**THE DATA:**
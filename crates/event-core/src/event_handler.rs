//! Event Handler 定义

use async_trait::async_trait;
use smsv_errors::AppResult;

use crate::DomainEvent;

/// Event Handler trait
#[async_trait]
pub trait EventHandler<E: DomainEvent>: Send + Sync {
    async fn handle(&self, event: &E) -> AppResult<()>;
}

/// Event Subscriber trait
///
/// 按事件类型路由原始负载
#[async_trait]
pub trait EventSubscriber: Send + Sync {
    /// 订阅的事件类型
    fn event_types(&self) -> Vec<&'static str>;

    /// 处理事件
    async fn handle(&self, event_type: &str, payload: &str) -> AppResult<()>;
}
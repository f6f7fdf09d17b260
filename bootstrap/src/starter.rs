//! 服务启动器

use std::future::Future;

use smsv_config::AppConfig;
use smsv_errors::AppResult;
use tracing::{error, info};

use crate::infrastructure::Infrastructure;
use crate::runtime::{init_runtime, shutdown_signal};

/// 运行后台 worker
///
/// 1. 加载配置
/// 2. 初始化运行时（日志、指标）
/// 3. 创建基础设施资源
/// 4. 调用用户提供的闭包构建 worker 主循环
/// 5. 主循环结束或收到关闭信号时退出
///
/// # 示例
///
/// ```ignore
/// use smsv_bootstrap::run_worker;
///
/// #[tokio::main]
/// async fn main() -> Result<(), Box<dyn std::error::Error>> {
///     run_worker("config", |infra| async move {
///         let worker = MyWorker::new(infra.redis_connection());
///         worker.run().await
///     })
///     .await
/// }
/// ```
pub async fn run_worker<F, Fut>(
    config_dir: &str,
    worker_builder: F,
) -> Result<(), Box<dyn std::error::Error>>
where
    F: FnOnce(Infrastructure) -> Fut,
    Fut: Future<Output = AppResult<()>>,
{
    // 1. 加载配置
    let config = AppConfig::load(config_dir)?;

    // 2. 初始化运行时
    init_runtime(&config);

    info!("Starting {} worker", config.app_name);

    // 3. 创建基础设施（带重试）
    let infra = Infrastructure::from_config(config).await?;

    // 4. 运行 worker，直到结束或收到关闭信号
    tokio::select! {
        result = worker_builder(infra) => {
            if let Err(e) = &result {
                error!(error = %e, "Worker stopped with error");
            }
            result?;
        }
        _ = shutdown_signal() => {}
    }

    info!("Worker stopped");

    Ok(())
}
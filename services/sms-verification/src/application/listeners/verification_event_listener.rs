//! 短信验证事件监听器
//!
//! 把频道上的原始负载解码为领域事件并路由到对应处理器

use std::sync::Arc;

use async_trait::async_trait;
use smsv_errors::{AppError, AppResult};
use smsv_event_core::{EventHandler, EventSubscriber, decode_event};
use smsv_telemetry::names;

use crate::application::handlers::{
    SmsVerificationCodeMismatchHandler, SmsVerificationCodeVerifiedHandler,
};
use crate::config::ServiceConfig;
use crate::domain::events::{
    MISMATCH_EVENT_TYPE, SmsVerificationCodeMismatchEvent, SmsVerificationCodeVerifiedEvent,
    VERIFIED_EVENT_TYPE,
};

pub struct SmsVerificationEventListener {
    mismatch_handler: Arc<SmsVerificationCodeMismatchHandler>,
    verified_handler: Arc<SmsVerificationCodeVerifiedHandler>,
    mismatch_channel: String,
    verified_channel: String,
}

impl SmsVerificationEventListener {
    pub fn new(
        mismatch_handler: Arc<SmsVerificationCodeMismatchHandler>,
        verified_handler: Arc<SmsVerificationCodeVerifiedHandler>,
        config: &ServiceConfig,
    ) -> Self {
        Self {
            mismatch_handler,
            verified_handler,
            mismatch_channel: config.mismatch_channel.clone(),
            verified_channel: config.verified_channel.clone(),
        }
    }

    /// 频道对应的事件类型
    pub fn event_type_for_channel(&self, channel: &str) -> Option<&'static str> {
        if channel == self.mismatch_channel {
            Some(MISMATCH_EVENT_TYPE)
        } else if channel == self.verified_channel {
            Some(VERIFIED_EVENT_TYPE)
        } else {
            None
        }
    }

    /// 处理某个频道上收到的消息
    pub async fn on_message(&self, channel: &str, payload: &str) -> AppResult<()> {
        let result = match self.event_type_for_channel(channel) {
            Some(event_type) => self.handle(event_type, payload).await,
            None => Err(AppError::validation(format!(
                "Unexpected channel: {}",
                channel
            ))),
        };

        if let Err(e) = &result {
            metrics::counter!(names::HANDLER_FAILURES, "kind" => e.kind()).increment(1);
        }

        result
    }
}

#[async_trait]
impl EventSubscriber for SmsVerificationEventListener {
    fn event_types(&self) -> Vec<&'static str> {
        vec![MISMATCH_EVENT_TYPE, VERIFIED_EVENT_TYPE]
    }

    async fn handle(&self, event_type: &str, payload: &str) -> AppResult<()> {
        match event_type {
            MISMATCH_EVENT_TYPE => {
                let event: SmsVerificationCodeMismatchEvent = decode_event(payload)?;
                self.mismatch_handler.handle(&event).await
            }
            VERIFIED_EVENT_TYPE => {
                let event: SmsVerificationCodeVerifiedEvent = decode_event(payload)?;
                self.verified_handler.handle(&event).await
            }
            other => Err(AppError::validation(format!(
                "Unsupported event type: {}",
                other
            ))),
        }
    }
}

* * *

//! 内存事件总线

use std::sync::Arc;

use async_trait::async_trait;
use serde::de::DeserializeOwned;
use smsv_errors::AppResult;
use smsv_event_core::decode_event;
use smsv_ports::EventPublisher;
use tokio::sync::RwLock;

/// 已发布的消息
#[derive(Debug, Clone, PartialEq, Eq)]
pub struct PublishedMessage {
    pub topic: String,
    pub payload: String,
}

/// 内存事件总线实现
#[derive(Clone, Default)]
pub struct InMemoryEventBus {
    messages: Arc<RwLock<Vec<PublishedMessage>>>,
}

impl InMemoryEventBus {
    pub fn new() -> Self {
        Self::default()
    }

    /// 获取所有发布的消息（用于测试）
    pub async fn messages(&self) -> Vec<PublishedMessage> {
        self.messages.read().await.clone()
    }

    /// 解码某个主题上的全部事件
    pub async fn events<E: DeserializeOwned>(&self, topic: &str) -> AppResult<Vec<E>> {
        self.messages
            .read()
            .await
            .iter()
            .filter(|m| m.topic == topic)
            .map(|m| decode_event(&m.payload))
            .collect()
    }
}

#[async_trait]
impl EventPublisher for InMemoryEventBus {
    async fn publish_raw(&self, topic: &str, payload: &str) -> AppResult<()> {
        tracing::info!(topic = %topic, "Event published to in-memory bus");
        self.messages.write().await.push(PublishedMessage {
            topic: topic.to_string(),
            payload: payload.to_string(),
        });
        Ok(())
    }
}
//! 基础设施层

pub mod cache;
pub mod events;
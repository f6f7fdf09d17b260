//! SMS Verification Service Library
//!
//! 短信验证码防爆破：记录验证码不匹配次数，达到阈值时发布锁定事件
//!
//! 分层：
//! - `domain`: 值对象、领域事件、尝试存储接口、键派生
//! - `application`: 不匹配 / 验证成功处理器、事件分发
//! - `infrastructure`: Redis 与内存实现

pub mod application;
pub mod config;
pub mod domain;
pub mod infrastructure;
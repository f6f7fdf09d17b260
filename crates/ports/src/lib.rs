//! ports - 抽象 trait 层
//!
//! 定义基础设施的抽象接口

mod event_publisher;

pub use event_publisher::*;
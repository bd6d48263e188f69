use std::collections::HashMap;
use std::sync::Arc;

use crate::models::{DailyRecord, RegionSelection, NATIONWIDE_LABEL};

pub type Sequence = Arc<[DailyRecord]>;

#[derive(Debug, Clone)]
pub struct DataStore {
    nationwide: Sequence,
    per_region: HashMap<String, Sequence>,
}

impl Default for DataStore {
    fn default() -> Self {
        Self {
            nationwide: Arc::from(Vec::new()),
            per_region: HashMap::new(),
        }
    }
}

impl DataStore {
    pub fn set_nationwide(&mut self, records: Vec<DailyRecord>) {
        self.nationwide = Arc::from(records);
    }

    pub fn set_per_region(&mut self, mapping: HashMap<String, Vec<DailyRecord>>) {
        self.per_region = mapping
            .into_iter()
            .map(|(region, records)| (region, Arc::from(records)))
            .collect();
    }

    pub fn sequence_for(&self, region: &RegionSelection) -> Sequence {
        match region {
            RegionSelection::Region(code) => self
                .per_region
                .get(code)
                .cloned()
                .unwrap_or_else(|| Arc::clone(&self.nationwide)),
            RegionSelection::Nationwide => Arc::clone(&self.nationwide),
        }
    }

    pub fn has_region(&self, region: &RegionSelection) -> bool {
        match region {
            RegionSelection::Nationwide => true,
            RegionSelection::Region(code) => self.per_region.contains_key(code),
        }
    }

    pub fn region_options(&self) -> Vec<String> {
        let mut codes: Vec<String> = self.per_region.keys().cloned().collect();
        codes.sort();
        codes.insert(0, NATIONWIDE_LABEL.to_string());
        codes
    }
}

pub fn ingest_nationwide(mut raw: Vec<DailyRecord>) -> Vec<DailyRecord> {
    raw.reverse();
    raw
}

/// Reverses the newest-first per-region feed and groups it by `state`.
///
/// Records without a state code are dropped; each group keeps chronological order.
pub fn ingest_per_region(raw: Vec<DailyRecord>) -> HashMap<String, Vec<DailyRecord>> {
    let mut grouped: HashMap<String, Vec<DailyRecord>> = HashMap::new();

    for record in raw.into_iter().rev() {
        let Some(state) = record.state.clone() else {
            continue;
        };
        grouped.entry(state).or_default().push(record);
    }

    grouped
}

**WHAT YOU HAVE TO DO:** Out of the entries above, write out only the lines between the line holding "pub fn has_region(&self, region: &RegionSelection)" and the line holding "pub fn region_options(&self)", inclusive, each exactly as given.

**TASK SOLUTION:**
    pub fn has_region(&self, region: &RegionSelection) -> bool {
        match region {
            RegionSelection::Nationwide => true,
            RegionSelection::Region(code) => self.per_region.contains_key(code),
        }
    }

    pub fn region_options(&self) -> Vec<String> {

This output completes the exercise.